This is the second installment in a two-part series about generative adversarial networks. For the full story, be sure to also read part one.
Now that we’ve described the origin and general functionality of generative adversarial networks (GANs), let’s explore the role of this exciting new development in artificial intelligence (AI) as it pertains to cybersecurity.
PassGAN: Cracking Passwords With Generative Adversarial Networks
Perhaps the most famous application of this technology is described in a paper by researchers Briland Hitaj, Paolo Gasti, Giuseppe Ateniese and Fernando Perez-Cruz titled “PassGAN: A Deep Learning Approach for Password Guessing,” the code for which is available on GitHub.
In this project, the researchers first used a GAN to test against password cracking tools John the Ripper and HashCat, and then to augment the guessing rules of HashCat. The GAN was remarkably successful: It was trained on 9.9 million unique leaked passwords — 23.7 million including duplicates — which represented real human output. This is a rare example of a security application of GANs that does not involve images.
According to the paper, PassGAN did twice as well as John the Ripper’s Spider Lab rule set and was competitive with the best64 and gen2 rule sets for HashCat. However, the authors noted that they generated the best results when they applied PassGAN as an augmentation to HashCat — the combination cracked 18 to 24 percent more passwords than HashCat alone. This is indeed an amazing result. If HashCat were able to crack 1 million passwords from a data breach, the augmentation would add another 180,000 to 240,000 passwords to the cracked set. This is not unrealistic given the massive size of many data breaches we’ve seen in the past.
What’s more, the authors claimed that their technique is capable of guessing passwords not covered by rules. This is because the generator of PassGAN learned the password distribution of the training set. It learned more human patterns and generated passwords that are close to those human-generated patterns. This means that PassGAN learns things that a typical password cracker would never catch.
It’s important to note that the authors set the maximum password length in the training data and guessing to 10 characters. I would like to see the same experiments run with longer passwords: At the time of this writing, 13 characters is widely considered to be a necessity for strong passwords.
This project is also interesting because it generates text as output. Many of these problems are based around image recognition and manipulation, as we will see as we examine another paper that describes the use of GANs to generate secure steganography.
SSGAN: Applying GANs to Steganography
Stegonography is the process of hiding information in otherwise normal-looking files. For example, changing the least significant bit in each RGB pixel value of an image would allow information to leak without ruining the image for human perception. Statistically, however, these images are easy to detect.
A paper from the Chinese Academy of Sciences titled “SSGAN: Secure Steganography Based on Generative Adversarial Networks” described researchers’ attempts to use GANs to create stegonographic schemes. The SSGAN method improved upon earlier work in the field that used another, less performant strategy.

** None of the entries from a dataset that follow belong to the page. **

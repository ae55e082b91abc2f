//! `HH:MM:SS,mmm` caption timestamps <-> seconds.

use crate::error::{Result, SubtitleError};

/// Parses `HH:MM:SS,mmm`. A `.` is accepted in place of the comma.
pub fn parse(ts: &str) -> Result<f64> {
    let ts = ts.trim();
    let mut parts = ts.splitn(3, ':');
    let (Some(h), Some(m), Some(rest)) = (parts.next(), parts.next(), parts.next()) else {
        return Err(SubtitleError::timestamp(ts, "expected HH:MM:SS,mmm"));
    };
    let (s, ms) = rest
        .split_once([',', '.'])
        .ok_or_else(|| SubtitleError::timestamp(ts, "missing milliseconds"))?;

    let h = field(ts, h, "hours are not a number")?;
    let m = field(ts, m, "minutes are not a number")?;
    let s = field(ts, s, "seconds are not a number")?;
    if m >= 60 || s >= 60 {
        return Err(SubtitleError::timestamp(ts, "minutes/seconds out of range"));
    }
    if ms.is_empty() || ms.len() > 3 {
        return Err(SubtitleError::timestamp(ts, "milliseconds must have 1-3 digits"));
    }
    let ms_value = field(ts, ms, "milliseconds are not a number")?;
    // "5" after the comma is 500ms, same as "500"
    let ms_value = ms_value * 10u64.pow(3 - ms.len() as u32);

    let total_ms = h
        .checked_mul(3600)
        .and_then(|v| v.checked_add(m * 60 + s))
        .and_then(|v| v.checked_mul(1000))
        .and_then(|v| v.checked_add(ms_value))
        .ok_or_else(|| SubtitleError::timestamp(ts, "timestamp out of range"))?;
    Ok(total_ms as f64 / 1000.0)
}

fn field(ts: &str, raw: &str, reason: &'static str) -> Result<u64> {
    if raw.is_empty() || !raw.bytes().all(|b| b.is_ascii_digit()) {
        return Err(SubtitleError::timestamp(ts, reason));
    }
    raw.parse::<u64>()
        .map_err(|_| SubtitleError::timestamp(ts, reason))
}

/// Formats seconds as `HH:MM:SS,mmm`, rounded to the millisecond.
/// Negative and non-finite inputs clamp to zero.
pub fn format(seconds: f64) -> String {
    let total_ms = if seconds.is_finite() && seconds > 0.0 {
        (seconds * 1000.0).round() as u64
    } else {
        0
    };
    let ms = total_ms % 1000;
    let total_s = total_ms / 1000;
    let (h, m, s) = (total_s / 3600, (total_s % 3600) / 60, total_s % 60);
    format!("{h:02}:{m:02}:{s:02},{ms:03}")
}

This experiment used one generator and, unlike the PassGAN project, two discriminators. Here, the generator’s job is to attempt to create images that are well-suited to hide information, meaning images that are both visually consistent and resistant to steganalysis methods. These are called secure cover images.
The discriminators do two things: One involves a GAN-based steganalysis framework, which the authors claimed to be more sophisticated than those used in previous research. The second “competes” against the generator to encourage diversity within the created images — that is, it attempts to assess the visual quality of the proposed image. This way, the generator does not continue to produce noisy images. Instead, it receives feedback telling it which images are more suitable visually. The second discriminator attempts to determine the images’ suitability for steganography.
Experimental results showed that, using the SSGAN architecture, the classification error of the steganalysis network increased, meaning that their generated stegonographic images were better for hiding information. The dual discriminator architecture was successful in causing the generator to produce not only more steganalysis-resistent images, but also images of greater visual quality. This is a very big win in the field of steganography because it beat out other heuristic-based algorithms.
The Tip of the Iceberg
Overall, these two projects proved that GANs of various architectures show promise in the field of cybersecurity. PassGAN demonstrated that GANs can be applied to fundamental security-related tasks, such as cracking passwords, and can improve and advance the state of the art. SSGAN showed that GANs can handle extremely complex tasks, such as finding information hiding in high-quality generated images that are resistant to steganalysis.
These projects are only the tip of the iceberg. As GANs are applied to more cybersecurity-related tasks, they will no doubt prove extremely effective in helping security analysts compete with ever-evolving threats.